Additionally, while economic homogeneity may not be unbiblical, the technological barriers to ecclesiastical life mean that ministry to the poor can only result in full participation if church ceases to be strictly ‘online’ and instead becomes geographically rooted. We must provide either provide them the technological means to participate in online church, or facilitate a way for them to gather together in some sort of campus or community to participate. But both options require a local presence, either to install and support technology or to facilitate a campus, which should make us question the foundational premise of online church, which is that the church can be fully the church—since the full church is always present in its local manifestations—without regard to geographical ties. If online church precludes the poor from full participation because of their lack of means, as it seems to do, then it is no church at all.

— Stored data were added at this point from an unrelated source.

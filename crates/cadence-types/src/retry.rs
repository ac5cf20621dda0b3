//! Declarative retry configuration.
//!
//! Retry policies are written in the workflow document either at the top
//! level (the default for every step) or inside a per-step override block:
//!
//! ```yaml
//! retry:
//!   strategy: exponential
//!   max_attempts: 3
//!   base_delay: 1.0
//!   max_delay: 30.0
//!   jitter: true
//!   match:
//!     errors: [timeout, rate_limited]
//!     status_codes: [502, 503]
//! ```

use serde::{Deserialize, Serialize};

use crate::error::ErrorKind;

/// Backoff strategy applied between attempts.
#[derive(Debug, Clone, Copy, Default, PartialEq, Eq, Hash, Serialize, Deserialize)]
#[serde(rename_all = "snake_case")]
pub enum BackoffKind {
    #[default]
    Exponential,
    Linear,
    Constant,
    /// Retry immediately.
    None,
}

/// Retry configuration for a step (or the workflow default).
#[derive(Debug, Clone, PartialEq, Serialize, Deserialize)]
pub struct RetryConfig {
    #[serde(default)]
    pub strategy: BackoffKind,
    /// Number of retries after the first attempt.
    #[serde(default = "default_max_attempts")]
    pub max_attempts: u32,
    /// Base delay in seconds.
    #[serde(default = "default_base_delay")]
    pub base_delay: f64,
    /// Upper bound on any single delay, in seconds.
    #[serde(default = "default_max_delay")]
    pub max_delay: f64,
    /// Growth factor for exponential backoff.
    #[serde(default = "default_multiplier")]
    pub multiplier: f64,
    /// Per-attempt increment for linear backoff, in seconds.
    #[serde(default = "default_increment")]
    pub increment: f64,
    /// Apply +/-10% jitter after capping.
    #[serde(default)]
    pub jitter: bool,
    /// Which errors are retryable. Absent means every error matches.
    #[serde(default, rename = "match", skip_serializing_if = "Option::is_none")]
    pub matcher: Option<MatcherConfig>,
}

fn default_max_attempts() -> u32 {
    3
}

fn default_base_delay() -> f64 {
    1.0
}

fn default_max_delay() -> f64 {
    60.0
}

fn default_multiplier() -> f64 {
    2.0
}

fn default_increment() -> f64 {
    1.0
}

impl Default for RetryConfig {
    fn default() -> Self {
        Self {
            strategy: BackoffKind::default(),
            max_attempts: default_max_attempts(),
            base_delay: default_base_delay(),
            max_delay: default_max_delay(),
            multiplier: default_multiplier(),
            increment: default_increment(),
            jitter: false,
            matcher: None,
        }
    }
}

/// Declarative error matcher.
///
/// Each populated criterion becomes one predicate; `mode` decides whether all
/// of them or any of them must hold.
#[derive(Debug, Clone, Default, PartialEq, Serialize, Deserialize)]
pub struct MatcherConfig {
    #[serde(default, skip_serializing_if = "Vec::is_empty")]
    pub errors: Vec<ErrorKind>,
    /// Regular expression matched against the error message.
    #[serde(default, skip_serializing_if = "Option::is_none")]
    pub message: Option<String>,
    #[serde(default, skip_serializing_if = "Vec::is_empty")]
    pub status_codes: Vec<u16>,
    #[serde(default)]
    pub mode: MatchMode,
}

/// How multiple matcher criteria combine.
#[derive(Debug, Clone, Copy, Default, PartialEq, Eq, Serialize, Deserialize)]
#[serde(rename_all = "snake_case")]
pub enum MatchMode {
    #[default]
    Any,
    All,
}

#[cfg(test)]
mod tests {
    use super::*;

    #[test]
    fn defaults_from_empty_yaml() {
        let config: RetryConfig = serde_yaml_ng::from_str("{}").unwrap();
        assert_eq!(config, RetryConfig::default());
        assert_eq!(config.max_attempts, 3);
        assert_eq!(config.strategy, BackoffKind::Exponential);
    }

    #[test]
    fn parses_matcher_block() {
        let yaml = r#"
strategy: linear
max_attempts: 5
match:
  errors: [timeout, rate_limited]
  message: "overloaded"
  status_codes: [503]
  mode: all
"#;
        let config: RetryConfig = serde_yaml_ng::from_str(yaml).unwrap();
        assert_eq!(config.strategy, BackoffKind::Linear);
        let matcher = config.matcher.unwrap();
        assert_eq!(matcher.errors, vec![ErrorKind::Timeout, ErrorKind::RateLimited]);
        assert_eq!(matcher.status_codes, vec![503]);
        assert_eq!(matcher.mode, MatchMode::All);
    }
}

As the argument is still in development, allow me to be the first to point out its shortcomings. This is not an ‘in principle’ objection against online church, since it rests on certain demographic and technological realities. For one, as the elderly among us depart, they will be replaced by a generation that is much more technologically sophisticated. Secondly, as technological development progresses, costs will continue to drop and the lower classes will have improved access to the requisite technology. So fundamentally, the argument is limited in its scope. The thesis is simply that because of its current limitations, Christians should not pursue online church here and now. Only when we turn to examine the theological anthropology beneath online church, and whether a human church can ever be a disembodied church, will the argument move into the arena where we might universally exclude a particular expression of worship.
Yet while limited, the argument has some intuitional appeal. It is important for the church to minister to the poor as the church¸ and to bring the poor into the church community. Some missionary agencies, for example, proclaim the gospel through and after meeting the physical needs of the impoverished, a strategy I think most effective. At best, it seems counterintuitive to include the absence of a computer and reliable internet connection as one of those physical needs. At worst, such a position falls prey to the sort of technologism that characterizes modernity and post-modernity.
Whether Christians should engage in online church is still an open question, but it has been my hope here to raise additional grounds for caution. More work clearly needs to be done if critics wish to overcome the presumption in favor of online church, but that work will have to be reserved for another time and space.
I'll doubtlessly be putting more thoughts on this and related issues out there over the next few months as I prepare to discuss these issues with Andrew Jones of TallSkinnyKiwi fame at the Christian Web Conference. I hope you can join us there!